In Britain 2 million self-employed people have claimed income support from the government in the first few days of operation, chancellor Rishi Sunak said on Monday.

The chancellor said that 2 million claims had been made under the government’s self-employed income support scheme since its launch last Wednesday. Grants worth £6bn ($7bn) have been approved.

“Those people will have the money in their accounts within six working days of the claim and of course I will keep the scheme under review,” the chancellor said.

Read more: UK self-employed income support scheme opens early

Self-employed people can claim a one-off grant of up to £7,500 under the income support scheme, which was launched in response to the COVID-19 pandemic. Applicants can claim 80% of their average monthly income over the past three years.

Sunak disclosed the uptake figures in parliament where he was taking questions from MPs on the government’s economic response to the COVID-19 pandemic.

Asked about what the government would do to stop wide-spread layoffs in the retail and hospitality industries, Sunak said these sectors had received the “most direct fiscal support from this government” through grants, rate holidays, and more widely-available support such as the furlough scheme and coronavirus business interruption loans.

The chancellor said these measures should give the retail and hospitality industries “enough of a runway” to bounce back from the crisis.

Read more: Crisis measures to cost UK government £123bn this year

Shadow chancellor Anneliese Dodds raised fears that upcoming changes to the furlough scheme in July would prompt a wave of layoffs across the economy.

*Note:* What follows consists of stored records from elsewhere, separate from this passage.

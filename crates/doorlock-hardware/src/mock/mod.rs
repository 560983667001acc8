//! Mock device implementations for testing and development.
//!
//! Each mock comes with a handle that can be cloned and kept by the test or
//! the simulator to drive the device and observe what the controller did.

pub mod display;
pub mod keypad;
pub mod lock;
pub mod sensors;
pub mod serial;

use std::sync::{Mutex, MutexGuard, PoisonError};

// Re-export commonly used types
pub use display::{MockLcd, MockLcdHandle};
pub use keypad::{KEY_BUFFER, MockKeypad, MockKeypadHandle};
pub use lock::{MockLock, MockLockHandle};
pub use sensors::{MockDoorSensor, MockDoorSensorHandle, MockRangeFinder, MockRangeFinderHandle};
pub use serial::{MockSerial, MockSerialHandle};

/// Lock a shared mock state, ignoring poisoning from a panicked test thread.
pub(crate) fn lock_state<T>(state: &Mutex<T>) -> MutexGuard<'_, T> {
    state.lock().unwrap_or_else(PoisonError::into_inner)
}
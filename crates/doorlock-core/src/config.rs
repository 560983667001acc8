//! Controller configuration.
//!
//! The deployed lock units differ in entry protocol, rangefinder thresholds
//! and relock behaviour. All of those differences are expressed here so the
//! controller logic stays free of per-unit constants.
//!
//! # Examples
//!
//! ```
//! use doorlock_core::{ControllerConfig, Protocol};
//!
//! let config = ControllerConfig {
//!     protocol: Protocol::SingleCode,
//!     code_len: 6,
//!     ..ControllerConfig::default()
//! };
//! config.validate().unwrap();
//! ```

use serde::{Deserialize, Serialize};

use crate::constants::{
    DEFAULT_CLEAR_PATH_THRESHOLD_CM, DEFAULT_CODE_LEN, DEFAULT_COOLDOWN_MS,
    DEFAULT_FORCE_OPEN_KEY, DEFAULT_MAX_ID_LEN, DEFAULT_MESSAGE_DURATION_MS,
    DEFAULT_OBSTRUCTION_RANGE_CM, DEFAULT_RESET_KEY, DEFAULT_SUBMIT_KEY,
};
use crate::types::KeyAction;
use crate::{Error, Result};

/// Entry protocol spoken to the host.
#[derive(Debug, Clone, Copy, PartialEq, Eq, Default, Serialize, Deserialize)]
#[serde(rename_all = "snake_case")]
pub enum Protocol {
    /// Passcode only, sent as `CODE:<passcode>`.
    SingleCode,

    /// Identifier then passcode, sent as `CHECK:<identifier>:<passcode>`.
    #[default]
    IdentifierAndCode,
}

/// Door-contact driven relock behaviour.
#[derive(Debug, Clone, Copy, PartialEq, Eq, Default, Serialize, Deserialize)]
#[serde(rename_all = "snake_case")]
pub enum RelockPolicy {
    /// Never relock automatically.
    #[default]
    Disabled,

    /// Relock once the door has been sensed closed while unlocked for at
    /// least `grace_ms`. Never in the tick of a force open.
    AfterGrace { grace_ms: u64 },
}

/// Assignment of the reserved control keys.
#[derive(Debug, Clone, Copy, PartialEq, Eq, Serialize, Deserialize)]
#[serde(default)]
pub struct KeyMap {
    pub reset: char,
    pub submit: char,
    pub force_open: char,
}

impl Default for KeyMap {
    fn default() -> Self {
        Self {
            reset: DEFAULT_RESET_KEY,
            submit: DEFAULT_SUBMIT_KEY,
            force_open: DEFAULT_FORCE_OPEN_KEY,
        }
    }
}

impl KeyMap {
    /// Classify a printed key character.
    ///
    /// # Examples
    ///
    /// ```
    /// use doorlock_core::{KeyAction, KeyMap};
    ///
    /// let keys = KeyMap::default();
    /// assert_eq!(keys.classify('7'), KeyAction::Digit('7'));
    /// assert_eq!(keys.classify('#'), KeyAction::Submit);
    /// assert_eq!(keys.classify('A'), KeyAction::Ignored);
    /// ```
    #[must_use]
    pub fn classify(&self, key: char) -> KeyAction {
        if key == self.reset {
            KeyAction::Reset
        } else if key == self.submit {
            KeyAction::Submit
        } else if key == self.force_open {
            KeyAction::ForceOpen
        } else if key.is_ascii_digit() {
            KeyAction::Digit(key)
        } else {
            KeyAction::Ignored
        }
    }

    fn validate(&self) -> Result<()> {
        let assigned = [
            ("reset", self.reset),
            ("submit", self.submit),
            ("force_open", self.force_open),
        ];

        for (name, key) in assigned {
            if key.is_ascii_digit() {
                return Err(Error::Config(format!(
                    "{name} key must not be a digit, got '{key}'"
                )));
            }
        }

        for (i, (first, a)) in assigned.iter().enumerate() {
            if let Some((second, _)) = assigned[i + 1..].iter().find(|(_, b)| b == a) {
                return Err(Error::KeyConflict {
                    key: *a,
                    first: *first,
                    second: *second,
                });
            }
        }

        Ok(())
    }
}

/// Tunables for one lock unit.
#[derive(Debug, Clone, PartialEq, Serialize, Deserialize)]
#[serde(default)]
pub struct ControllerConfig {
    pub protocol: Protocol,
    pub clear_path_threshold_cm: f32,
    pub obstruction_range_cm: f32,
    pub cooldown_ms: u64,
    pub max_id_len: usize,
    pub code_len: usize,
    pub message_duration_ms: u64,
    pub keys: KeyMap,
    pub relock: RelockPolicy,
}

impl Default for ControllerConfig {
    fn default() -> Self {
        Self {
            protocol: Protocol::default(),
            clear_path_threshold_cm: DEFAULT_CLEAR_PATH_THRESHOLD_CM,
            obstruction_range_cm: DEFAULT_OBSTRUCTION_RANGE_CM,
            cooldown_ms: DEFAULT_COOLDOWN_MS,
            max_id_len: DEFAULT_MAX_ID_LEN,
            code_len: DEFAULT_CODE_LEN,
            message_duration_ms: DEFAULT_MESSAGE_DURATION_MS,
            keys: KeyMap::default(),
            relock: RelockPolicy::default(),
        }
    }
}

impl ControllerConfig {
    /// Check the configuration for values the controller cannot run with.
    ///
    /// # Errors
    /// Returns `Error::Config` or `Error::KeyConflict` describing the first
    /// problem found.
    pub fn validate(&self) -> Result<()> {
        if self.code_len == 0 {
            return Err(Error::Config("code_len must be at least 1".to_string()));
        }
        if self.max_id_len == 0 {
            return Err(Error::Config("max_id_len must be at least 1".to_string()));
        }
        if self.message_duration_ms == 0 {
            return Err(Error::Config(
                "message_duration_ms must be greater than zero".to_string(),
            ));
        }
        for (name, value) in [
            ("clear_path_threshold_cm", self.clear_path_threshold_cm),
            ("obstruction_range_cm", self.obstruction_range_cm),
        ] {
            if !value.is_finite() || value < 0.0 {
                return Err(Error::Config(format!(
                    "{name} must be a non-negative number, got {value}"
                )));
            }
        }
        self.keys.validate()
    }
}
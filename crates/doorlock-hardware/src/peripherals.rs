//! The full set of devices attached to one lock unit.

use std::fmt;

use crate::mock::{
    MockDoorSensor, MockDoorSensorHandle, MockKeypad, MockKeypadHandle, MockLcd, MockLcdHandle,
    MockLock, MockLockHandle, MockRangeFinder, MockRangeFinderHandle, MockSerial,
    MockSerialHandle,
};
use crate::traits::{
    DisplayDevice, DoorSensorDevice, KeypadDevice, LockDevice, RangeFinderDevice, SerialDevice,
};

/// Devices owned by the controller.
///
/// Fields are public so callers can mix real drivers with mocks, e.g. a real
/// serial port in front of simulated sensors.
pub struct Peripherals {
    pub keypad: Box<dyn KeypadDevice>,
    pub range_finder: Box<dyn RangeFinderDevice>,
    pub door_sensor: Box<dyn DoorSensorDevice>,
    pub lock: Box<dyn LockDevice>,
    pub display: Box<dyn DisplayDevice>,
    pub serial: Box<dyn SerialDevice>,
}

impl Peripherals {
    /// Build a complete set of mock devices.
    ///
    /// Returns the peripherals together with the handles that drive and
    /// observe them.
    pub fn mock() -> (Self, MockPeripherals) {
        let (keypad, keypad_handle) = MockKeypad::new();
        let (range_finder, range_finder_handle) = MockRangeFinder::new();
        let (door_sensor, door_sensor_handle) = MockDoorSensor::new();
        let (lock, lock_handle) = MockLock::new();
        let (display, display_handle) = MockLcd::new();
        let (serial, serial_handle) = MockSerial::new();

        let peripherals = Self {
            keypad: Box::new(keypad),
            range_finder: Box::new(range_finder),
            door_sensor: Box::new(door_sensor),
            lock: Box::new(lock),
            display: Box::new(display),
            serial: Box::new(serial),
        };
        let handles = MockPeripherals {
            keypad: keypad_handle,
            range_finder: range_finder_handle,
            door_sensor: door_sensor_handle,
            lock: lock_handle,
            display: display_handle,
            serial: serial_handle,
        };

        (peripherals, handles)
    }
}

impl fmt::Debug for Peripherals {
    fn fmt(&self, f: &mut fmt::Formatter<'_>) -> fmt::Result {
        f.debug_struct("Peripherals").finish_non_exhaustive()
    }
}

/// Handles for a set of mock peripherals.
#[derive(Debug, Clone)]
pub struct MockPeripherals {
    pub keypad: MockKeypadHandle,
    pub range_finder: MockRangeFinderHandle,
    pub door_sensor: MockDoorSensorHandle,
    pub lock: MockLockHandle,
    pub display: MockLcdHandle,
    pub serial: MockSerialHandle,
}

#[cfg(test)]
mod tests {
    use super::*;
    use doorlock_core::{DistanceReading, EntryStage, LockState};

    #[test]
    fn test_mock_handles_drive_devices() {
        let (mut peripherals, handles) = Peripherals::mock();

        handles.range_finder.set_distance(15.0).unwrap();
        assert_eq!(
            peripherals.range_finder.measure_distance(),
            DistanceReading::Echo(15.0)
        );

        handles.door_sensor.set_closed(false);
        assert!(!peripherals.door_sensor.is_door_closed());

        peripherals.lock.unlock().unwrap();
        assert_eq!(handles.lock.state(), LockState::Unlocked);

        peripherals
            .display
            .show_prompt(EntryStage::CapturingCode, "")
            .unwrap();
        assert_eq!(handles.display.lines()[0], "Enter Code:");

        peripherals.serial.send_line("ULTRA:1").unwrap();
        assert_eq!(handles.serial.sent_lines(), vec!["ULTRA:1".to_string()]);
    }

    #[test]
    fn test_debug_does_not_require_device_debug() {
        let (peripherals, _handles) = Peripherals::mock();
        assert!(format!("{peripherals:?}").starts_with("Peripherals"));
    }
}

Sunak declined to comment on reports that the government is considering asking businesses to pay 40% of wages under the job retention scheme. He said the Treasury was in “deep consultation” with unions and business groups but said it was “right” to ask employers to contribute more.

The Office for Budget Responsibility estimated last week that the government’s coronavirus response would cost £123bn in 2020 alone and push up public sector borrowing to close to £300bn this year.